Arctic security remains a key priority for Europe and it is critical for international and transatlantic security.Denmark in October announced their intent to buy more US fighter jets. It also announced their intent to purchase “two new Arctic ships, maritime patrol planes, drones and early warning radar” and that “a new Arctic command headquarters will be set up in the Greenlandic capital, Nuuk, alongside a new military unit under Joint Arctic Command in Greenland.” (5)
NATO has made clear that the Arctic region is a priority and European Allies are stepping up. Wc and many other Allies have increased our presence, activities and investments, to keep the Arctic safe and to deter adversaries. The Kingdom of Denmark – including Greenland - is part of NATO.

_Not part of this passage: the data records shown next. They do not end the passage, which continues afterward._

//! RFC 4175 sample-row-data sub-headers

use bytemuck::{Pod, Zeroable};

/// Set on `row_number` when the packet carries the second field of an
/// interlaced frame.
pub const SRD_BIT_FIELD: u16 = 0x8000;

/// Set on `row_offset` when another SRD sub-header follows in the same
/// packet (BPM "EXTRA" packets).
pub const SRD_BIT_CONTINUATION: u16 = 0x8000;

/// An additional SRD header appended after the first (embedded in
/// `Rfc4175RtpHdr`) when a packet spans more than one sample row.
#[repr(C, packed)]
#[derive(Copy, Clone, Pod, Zeroable, Debug, Default)]
pub struct Rfc4175Srd {
    pub length: [u8; 2],
    pub row_number: [u8; 2],
    pub row_offset: [u8; 2],
}

impl Rfc4175Srd {
    pub fn new(length: u16, row_number: u16, row_offset: u16, second_field: bool) -> Self {
        let row_number = if second_field {
            row_number | SRD_BIT_FIELD
        } else {
            row_number
        };
        Self {
            length: length.to_be_bytes(),
            row_number: row_number.to_be_bytes(),
            row_offset: row_offset.to_be_bytes(),
        }
    }

    pub fn set_continuation(&mut self, more: bool) {
        let mut offset = u16::from_be_bytes(self.row_offset);
        if more {
            offset |= SRD_BIT_CONTINUATION;
        } else {
            offset &= !SRD_BIT_CONTINUATION;
        }
        self.row_offset = offset.to_be_bytes();
    }
}
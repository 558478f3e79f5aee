//! L2/L3/L4 header templates cached per session

use bytemuck::{Pod, Zeroable};

#[repr(C, packed)]
#[derive(Copy, Clone, Pod, Zeroable, Debug, Default)]
pub struct EthHdr {
    pub dst_mac: [u8; 6],
    pub src_mac: [u8; 6],
    pub ethertype: [u8; 2],
}

#[repr(C, packed)]
#[derive(Copy, Clone, Pod, Zeroable, Debug, Default)]
pub struct Ipv4Hdr {
    pub version_ihl: u8,
    pub dscp_ecn: u8,
    pub total_len: [u8; 2],
    pub id: [u8; 2],
    pub flags_frag_off: [u8; 2],
    pub ttl: u8,
    pub protocol: u8,
    pub checksum: [u8; 2],
    pub src_ip: [u8; 4],
    pub dst_ip: [u8; 4],
}

impl Ipv4Hdr {
    /// Recompute the header checksum in place (used when HW offload is
    /// unavailable step 5).
    pub fn fix_checksum(&mut self) {
        self.checksum = [0, 0];
        let bytes = bytemuck::bytes_of(self);
        let mut sum: u32 = 0;
        for chunk in bytes.chunks(2) {
            let word = u16::from_be_bytes([chunk[0], chunk[1]]) as u32;
            sum += word;
        }
        while sum >> 16 != 0 {
            sum = (sum & 0xffff) + (sum >> 16);
        }
        self.checksum = (!(sum as u16)).to_be_bytes();
    }
}

#[repr(C, packed)]
#[derive(Copy, Clone, Pod, Zeroable, Debug, Default)]
pub struct UdpHdr {
    pub src_port: [u8; 2],
    pub dst_port: [u8; 2],
    pub len: [u8; 2],
    pub checksum: [u8; 2],
}
//! ST 2110-41 (fast metadata) session builder: RFC 8331-shaped header
//! plus 32-bit-word-aligned, zero-padded payloads

use crate::collab::{ClockSource, SessionCallbacks, SessionEvent};
use crate::frame::{FramePool, Packet};
use crate::pacing::{advance_packet, PacingCursor};
use crate::scheduler::tasklet::{TaskletOps, TaskletResult};
use crate::session::wire;
use crate::session::{BuildStats, BuilderState, PacketRing};
use std::sync::Arc;

pub struct St41Params {
    pub ssrc: u32,
    pub payload_type: u8,
    pub data_item_type: u16,
    pub frame_time_ns: u64,
}

/// Round `data_item_length` (bytes) up to a whole number of 32-bit
/// words and return the padded length
pub fn word_align(data_item_length: u32) -> u32 {
    data_item_length.div_ceil(4) * 4
}

pub struct St41Session {
    params: St41Params,
    clock: Arc<dyn ClockSource>,
    callbacks: Arc<dyn SessionCallbacks>,
    pool: FramePool,
    ring: PacketRing,
    cursor: PacingCursor,
    state: BuilderState,
    frame_idx: u32,
    seq: u32,
    rtp_timestamp: u32,
    pub stats: BuildStats,
}

impl St41Session {
    pub fn new(
        params: St41Params,
        clock: Arc<dyn ClockSource>,
        callbacks: Arc<dyn SessionCallbacks>,
        pool: FramePool,
        ring_capacity: usize,
    ) -> Self {
        Self {
            params,
            clock,
            callbacks,
            pool,
            ring: PacketRing::new(ring_capacity),
            cursor: PacingCursor::default(),
            state: BuilderState::WaitFrame,
            frame_idx: 0,
            seq: 0,
            rtp_timestamp: 0,
            stats: BuildStats::default(),
        }
    }

    pub fn ring_mut(&mut self) -> &mut PacketRing {
        &mut self.ring
    }

    /// Build one zero-padded, word-aligned metadata payload from raw
    /// application data.
    pub fn build_payload(&self, data: &[u8]) -> Vec<u8> {
        let padded_len = word_align(data.len() as u32) as usize;
        let mut payload = vec![0u8; padded_len];
        payload[..data.len()].copy_from_slice(data);
        payload
    }
}

impl TaskletOps for St41Session {
    fn name(&self) -> &str {
        "st41_builder"
    }

    fn handler(&mut self) -> TaskletResult {
        if self.state == BuilderState::WaitFrame {
            match self.callbacks.get_next_frame() {
                Ok(Some((idx, _meta))) => {
                    if self.pool.checkout(idx).is_err() {
                        self.callbacks.notify_event(SessionEvent::RecoveryError);
                        return TaskletResult::AllDone;
                    }
                    self.frame_idx = idx;
                    self.state = BuilderState::SendingPkts;
                    let ptp_now = self.clock.ptp_time_ns(0);
                    self.cursor.tsc_cursor = self.clock.tsc_ns();
                    self.cursor.ptp_cursor = ptp_now;
                    self.rtp_timestamp = ((ptp_now as u128 * 90_000u128) / 1_000_000_000u128) as u32;
                }
                _ => return TaskletResult::AllDone,
            }
        }

        if self.clock.tsc_ns() < self.cursor.tsc_cursor {
            return TaskletResult::AllDone;
        }

        let notifier = self.pool.new_packet_notifier(self.frame_idx);
        let raw = self.pool.storage(self.frame_idx).as_slice().to_vec();
        let payload = self.build_payload(&raw);

        let target_tsc = self.cursor.tsc_cursor;
        advance_packet(&mut self.cursor, self.params.frame_time_ns);

        let seq16 = self.seq as u16;
        let ext_seq16 = (self.seq >> 16) as u16;
        let mut wire_payload =
            wire::rfc8331_packet(self.params.payload_type, self.params.ssrc, seq16, true, self.rtp_timestamp, ext_seq16, 1, false, &payload);
        wire_payload.extend_from_slice(&payload);

        let pkt = Packet {
            seq: self.seq,
            target_tsc,
            frame_index: self.frame_idx,
            rtp_timestamp: self.rtp_timestamp,
            marker: true,
            second_field: false,
            is_pad: false,
            is_dummy: false,
            payload: wire_payload,
            done: Some(notifier),
        };
        self.seq = self.seq.wrapping_add(1);

        if self.ring.push(pkt).is_ok() {
            self.pool.mark_returned(self.frame_idx);
            self.state = BuilderState::WaitFrame;
            self.stats.frames_sent += 1;
        }

        TaskletResult::HasPending
    }
}
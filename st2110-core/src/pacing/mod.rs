//! Per-session pacing state: epoch computation, VRX budget, and the
//! RTP-timestamp cursor the session builder reads every frame. The
//! closest C analogue is `mt_sch.c`'s tick-driven cursor advance,
//! reused here for the `SleepGate`/cursor-advance shape in
//! `crate::scheduler`.

pub mod servo;
pub mod training;

use crate::fmt::FpsTiming;

#[derive(Debug, Copy, Clone, PartialEq, Eq)]
pub enum PacingTasklet {
    Rl,
    Tsc,
    TscNarrow,
    Ptp,
    Be,
}

#[derive(Debug, Copy, Clone, PartialEq, Eq)]
pub enum ActiveRatio {
    /// 1080/1125, progressive HD and higher.
    Hd,
    /// 487/525, NTSC interlace.
    Ntsc480i,
    /// 576/625, PAL interlace.
    Pal576i,
}

impl ActiveRatio {
    pub fn ratio(self) -> (u32, u32) {
        match self {
            ActiveRatio::Hd => (1080, 1125),
            ActiveRatio::Ntsc480i => (487, 525),
            ActiveRatio::Pal576i => (576, 625),
        }
    }
}

#[derive(Debug, Copy, Clone)]
pub struct FrameTiming {
    pub frame_time_ns: f64,
    pub trs_ns: f64,
    pub tr_offset_ns: f64,
}

impl FrameTiming {
    pub fn compute(fps: FpsTiming, active: ActiveRatio, total_packets_per_frame: u32) -> Self {
        let frame_time_ns = (fps.den as f64 / fps.mul as f64) * 1_000_000_000.0;
        let (num, den) = active.ratio();
        let active_ratio = num as f64 / den as f64;
        let trs_ns = frame_time_ns * active_ratio / total_packets_per_frame as f64;

        let tr_offset_ns = match active {
            ActiveRatio::Hd => frame_time_ns * 43.0 / 1125.0,
            ActiveRatio::Ntsc480i => frame_time_ns * 20.0 / 525.0 * 2.0,
            ActiveRatio::Pal576i => frame_time_ns * 26.0 / 625.0 * 2.0,
        };

        Self { frame_time_ns, trs_ns, tr_offset_ns }
    }
}

/// VRX (virtual-receive-buffer) budget
#[derive(Debug, Copy, Clone)]
pub struct VrxBudget {
    pub narrow: u32,
    pub wide: u32,
}

impl VrxBudget {
    pub fn compute(total_packets_per_frame: u32, frame_time_s: f64, rl_mode: bool) -> Self {
        let narrow = (total_packets_per_frame as f64 / (27_000.0 * frame_time_s)).max(8.0) as u32;
        let wide = (total_packets_per_frame as f64 / (300.0 * frame_time_s)).max(720.0) as u32;
        let narrow = if rl_mode { narrow.saturating_sub(4) } else { narrow };
        Self { narrow, wide }
    }
}

/// Running per-session cursor state, advanced every frame by
/// `compute_epoch` and every packet by `advance_packet`.
#[derive(Debug, Default, Copy, Clone)]
pub struct PacingCursor {
    pub cur_epoch: u64,
    pub tsc_cursor: u64,
    pub tsc_frame_start: u64,
    pub ptp_cursor: u64,
}

pub struct EpochResult {
    pub epoch: u64,
    pub start_tai: u64,
    pub time_to_tx_ns: u64,
    pub late_by_epochs: Option<u64>,
    pub drop_onward: bool,
    /// `required_tai` resolved to an epoch already behind the current
    /// TAI epoch (`CoreError::ErrUserTimestamp`).
    pub user_timestamp_past: bool,
}

/// the epoch pseudocode, transcribed near-verbatim into typed
/// Rust (no ceil-ish/round fuzz: integer epoch arithmetic on
/// nanosecond cursors).
#[allow(clippy::too_many_arguments)]
pub fn compute_epoch(
    cursor: &mut PacingCursor,
    cur_tai: u64,
    cur_tsc: u64,
    frame_time_ns: u64,
    tr_offset_ns: u64,
    vrx: u32,
    trs_ns: u64,
    required_tai: Option<u64>,
    exact_user_pacing: bool,
    max_onward: u64,
) -> EpochResult {
    let next_free = cursor.cur_epoch + 1;
    let mut late_by_epochs = None;
    let mut drop_onward = false;
    let mut user_timestamp_past = false;

    let epoch = match required_tai {
        None => {
            let mut epoch = cur_tai.div_ceil(frame_time_ns);
            if epoch <= next_free {
                let onward = next_free - epoch;
                if onward > max_onward {
                    drop_onward = true;
                }
                epoch = next_free;
            } else {
                late_by_epochs = Some(epoch - next_free);
            }
            epoch
        }
        Some(required) => {
            let epoch = (required as f64 / frame_time_ns as f64).round() as u64;
            let cur_tai_epoch = cur_tai / frame_time_ns;
            if epoch < cur_tai_epoch {
                user_timestamp_past = true;
            }
            epoch
        }
    };

    let start_tai = if exact_user_pacing {
        required_tai.unwrap_or(cur_tai)
    } else {
        epoch * frame_time_ns + tr_offset_ns - vrx as u64 * trs_ns
    };

    let time_to_tx_ns = start_tai.saturating_sub(cur_tai);

    cursor.tsc_cursor = cur_tsc + time_to_tx_ns;
    cursor.tsc_frame_start = cursor.tsc_cursor;
    cursor.ptp_cursor = start_tai;
    cursor.cur_epoch = epoch;

    EpochResult { epoch, start_tai, time_to_tx_ns, late_by_epochs, drop_onward, user_timestamp_past }
}

/// Advance the cursor by one packet's worth of TRS ("Per
/// packet forward").
pub fn advance_packet(cursor: &mut PacingCursor, trs_ns: u64) {
    cursor.tsc_cursor += trs_ns;
    cursor.ptp_cursor += trs_ns;
}

/// Whether packet `packet_index` (0-based within the frame) should be
/// followed by a padding packet ("A padding packet is
/// inserted whenever `(packet_index + pad_interval/2) mod pad_interval
/// < bulk`").
pub fn needs_pad(packet_index: u32, pad_interval: f64, bulk: u32) -> bool {
    let shifted = packet_index as f64 + pad_interval / 2.0;
    shifted.rem_euclid(pad_interval) < bulk as f64
}

#[cfg(test)]
mod tests {
    use super::*;

    #[test]
    fn frame_timing_hd_matches_known_1080p59_values() {
        let fps = crate::fmt::Fps::P59_94.timing();
        let t = FrameTiming::compute(fps, ActiveRatio::Hd, 4320);
        assert!(t.frame_time_ns > 16_000_000.0 && t.frame_time_ns < 16_800_000.0);
        assert!(t.tr_offset_ns > 0.0);
        assert!(t.trs_ns > 0.0);
    }

    #[test]
    fn vrx_budget_respects_floors() {
        let v = VrxBudget::compute(100, 0.040, false);
        assert_eq!(v.narrow, 8);
        assert_eq!(v.wide, 720);
    }

    #[test]
    fn rl_mode_subtracts_four_from_narrow() {
        let v = VrxBudget::compute(2_000_000, 0.040, true);
        let v_norm = VrxBudget::compute(2_000_000, 0.040, false);
        assert_eq!(v.narrow, v_norm.narrow - 4);
    }

    #[test]
    fn epoch_advances_to_next_free_when_behind() {
        let mut cursor = PacingCursor::default();
        cursor.cur_epoch = 5;
        let result = compute_epoch(
            &mut cursor,
            100,
            1_000,
            1_000_000,
            40_000,
            8,
            200,
            None,
            false,
            1000,
        );
        assert_eq!(result.epoch, 6);
        assert_eq!(cursor.cur_epoch, 6);
    }

    #[test]
    fn epoch_reports_late_when_ahead_of_next_free() {
        let mut cursor = PacingCursor::default();
        cursor.cur_epoch = 0;
        let result = compute_epoch(
            &mut cursor,
            10_000_000,
            1_000,
            1_000_000,
            40_000,
            8,
            200,
            None,
            false,
            1000,
        );
        assert!(result.late_by_epochs.is_some());
    }

    #[test]
    fn required_tai_in_the_past_is_flagged() {
        let mut cursor = PacingCursor::default();
        let result = compute_epoch(
            &mut cursor,
            10_000_000,
            1_000,
            1_000_000,
            40_000,
            8,
            200,
            Some(1_000), // resolves to an epoch well behind cur_tai's
            false,
            1000,
        );
        assert!(result.user_timestamp_past);
    }

    #[test]
    fn required_tai_in_the_future_is_not_flagged() {
        let mut cursor = PacingCursor::default();
        let result = compute_epoch(
            &mut cursor,
            1_000,
            1_000,
            1_000_000,
            40_000,
            8,
            200,
            Some(10_000_000),
            false,
            1000,
        );
        assert!(!result.user_timestamp_past);
    }

    #[test]
    fn needs_pad_fires_within_bulk_window() {
        assert!(!needs_pad(0, 10.0, 4)); // shifted = 5.0, 5.0 % 10 = 5.0, not < 4
        assert!(needs_pad(5, 10.0, 4)); // shifted = 10.0, % 10 = 0.0 < 4
    }
}
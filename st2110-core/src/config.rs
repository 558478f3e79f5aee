//! Process-wide configuration, loaded the same way `cognitod::config`
//! loads `/etc/linnix/linnix.toml`: TOML file, overridable by an
//! environment variable, falling back to defaults if missing or
//! unparsable.

use serde::Deserialize;
use std::fs;
use std::path::PathBuf;

const DEFAULT_CONFIG_PATH: &str = "/etc/st2110/st2110.toml";
const ENV_CONFIG_PATH: &str = "ST2110_CONFIG";

#[derive(Debug, Deserialize, Clone, Default)]
pub struct CoreConfig {
    #[serde(default)]
    pub scheduler: SchedulerConfig,
    #[serde(default)]
    pub pacing: PacingConfig,
    #[serde(default)]
    pub manager: ManagerConfig,
}

impl CoreConfig {
    pub fn load() -> Self {
        let path =
            std::env::var(ENV_CONFIG_PATH).unwrap_or_else(|_| DEFAULT_CONFIG_PATH.to_string());
        Self::load_from(&PathBuf::from(path))
    }

    pub fn load_from(path: &PathBuf) -> Self {
        match fs::read_to_string(path) {
            Ok(contents) => toml::from_str(&contents).unwrap_or_default(),
            Err(_) => CoreConfig::default(),
        }
    }
}

#[derive(Debug, Deserialize, Clone)]
pub struct SchedulerConfig {
    #[serde(default = "default_sleep_us")]
    pub default_sleep_us: u64,
    #[serde(default)]
    pub force_sleep_us: u64,
    #[serde(default = "default_zero_sleep_thresh_us")]
    pub zero_sleep_thresh_us: u64,
    #[serde(default)]
    pub tasklet_time_measure: bool,
    #[serde(default = "default_bulk")]
    pub bulk: u16,
}

impl Default for SchedulerConfig {
    fn default() -> Self {
        Self {
            default_sleep_us: default_sleep_us(),
            force_sleep_us: 0,
            zero_sleep_thresh_us: default_zero_sleep_thresh_us(),
            tasklet_time_measure: false,
            bulk: default_bulk(),
        }
    }
}

fn default_sleep_us() -> u64 {
    1_000
}
fn default_zero_sleep_thresh_us() -> u64 {
    200
}
fn default_bulk() -> u16 {
    4
}

#[derive(Debug, Deserialize, Clone)]
pub struct PacingConfig {
    #[serde(default = "default_vrx_narrow_floor")]
    pub vrx_narrow_floor: u32,
    #[serde(default = "default_vrx_wide_floor")]
    pub vrx_wide_floor: u32,
    #[serde(default = "default_training_frames")]
    pub training_frames: u32,
    #[serde(default = "default_training_trim")]
    pub training_trim_samples: u32,
    #[serde(default = "default_pad_interval_floor")]
    pub pad_interval_floor: f64,
}

impl Default for PacingConfig {
    fn default() -> Self {
        Self {
            vrx_narrow_floor: default_vrx_narrow_floor(),
            vrx_wide_floor: default_vrx_wide_floor(),
            training_frames: default_training_frames(),
            training_trim_samples: default_training_trim(),
            pad_interval_floor: default_pad_interval_floor(),
        }
    }
}

fn default_vrx_narrow_floor() -> u32 {
    8
}
fn default_vrx_wide_floor() -> u32 {
    720
}
fn default_training_frames() -> u32 {
    66
}
fn default_training_trim() -> u32 {
    60
}
fn default_pad_interval_floor() -> f64 {
    32.0
}

#[derive(Debug, Deserialize, Clone)]
pub struct ManagerConfig {
    #[serde(default = "default_video_slots")]
    pub tx_video_slots_per_scheduler: usize,
    #[serde(default = "default_audio_slots")]
    pub tx_audio_slots_global: usize,
    #[serde(default = "default_anc_slots")]
    pub tx_anc_slots_global: usize,
    #[serde(default = "default_fastmeta_slots")]
    pub tx_fastmeta_slots_global: usize,
}

impl Default for ManagerConfig {
    fn default() -> Self {
        Self {
            tx_video_slots_per_scheduler: default_video_slots(),
            tx_audio_slots_global: default_audio_slots(),
            tx_anc_slots_global: default_anc_slots(),
            tx_fastmeta_slots_global: default_fastmeta_slots(),
        }
    }
}

fn default_video_slots() -> usize {
    60
}
fn default_audio_slots() -> usize {
    180
}
fn default_anc_slots() -> usize {
    180
}
fn default_fastmeta_slots() -> usize {
    180
}

#[cfg(test)]
mod tests {
    use super::*;

    #[test]
    fn missing_file_yields_defaults() {
        let cfg = CoreConfig::load_from(&PathBuf::from("/nonexistent/path/st2110.toml"));
        assert_eq!(cfg.scheduler.default_sleep_us, 1_000);
        assert_eq!(cfg.manager.tx_video_slots_per_scheduler, 60);
    }

    #[test]
    fn parses_partial_toml_with_defaults() {
        let dir = tempfile::tempdir().unwrap();
        let path = dir.path().join("st2110.toml");
        std::fs::write(&path, "[scheduler]\ndefault_sleep_us = 500\n").unwrap();
        let cfg = CoreConfig::load_from(&path);
        assert_eq!(cfg.scheduler.default_sleep_us, 500);
        assert_eq!(cfg.scheduler.bulk, 4);
    }
}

Security in the Arctic must therefore be achieved collectively, in conjunction with NATO allies including the United Stales, by upholding the principles of the UN Charter, including sovereignty, territorial integrity and the inviolability of borders. These are universal principles, and we will not stop defending them. [my emphasis] (4)
Trump’s personal volatility and the evident deterioration in his mental condition certainly don’t help in this situation. He obviously looks for reality-TV moments, like declaring mission accomplished in Venezuela at the very beginning of the current intervention by the US there, which the Orange Anomaly describes as the US now running the country. To use an old Southern expression, “That ole boy just ain’t right.” This means in practice that working out complicated international arrangements over hotly contested issues just isn’t something he seems to be capable of doing.
As I’m writing this, we’re only in Day 4 of the Peace President’s perfect intervention in Venezuela. It’s exceptionally unlikely to be as smooth a process as the Trumpista Administration expects it to be. We’re in something like the pulling-down-Saddam’s-statue-in-Baghdad stage of this intervention. To recall, the day after that glorious event was went major looting broke out in Baghdad, the first major signal that the Iraq-will-be-a-cakewalk claims on the neocons began to quickly disintegrate.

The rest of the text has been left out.